// prices-common: Shared types, error codes and the task protocol
// Used by both prices-worker (task consumer) and prices-api (HTTP producer)

pub mod error;
pub mod logging;
pub mod task;
pub mod types;

pub use error::{ErrorCode, ErrorEnvelope};
pub use task::{
    AwaitError, QueueError, TaskFailure, TaskHandle, TaskOutcome, TaskPayload, TaskQueue,
    TaskRequest, COMPUTE_DAILY_AVERAGE,
};
pub use types::{parse_iso_date, DailyAverage, DailyAverageRecord, DateRange, PricePoint};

• **Problem to solve**
Every record above is to be restated exactly as it reads.

• **Answer box**
// prices-common: Shared types, error codes and the task protocol
// Used by both prices-worker (task consumer) and prices-api (HTTP producer)

pub mod error;
pub mod logging;
pub mod task;
pub mod types;

pub use error::{ErrorCode, ErrorEnvelope};
pub use task::{
    AwaitError, QueueError, TaskFailure, TaskHandle, TaskOutcome, TaskPayload, TaskQueue,
    TaskRequest, COMPUTE_DAILY_AVERAGE,
};
pub use types::{parse_iso_date, DailyAverage, DailyAverageRecord, DateRange, PricePoint};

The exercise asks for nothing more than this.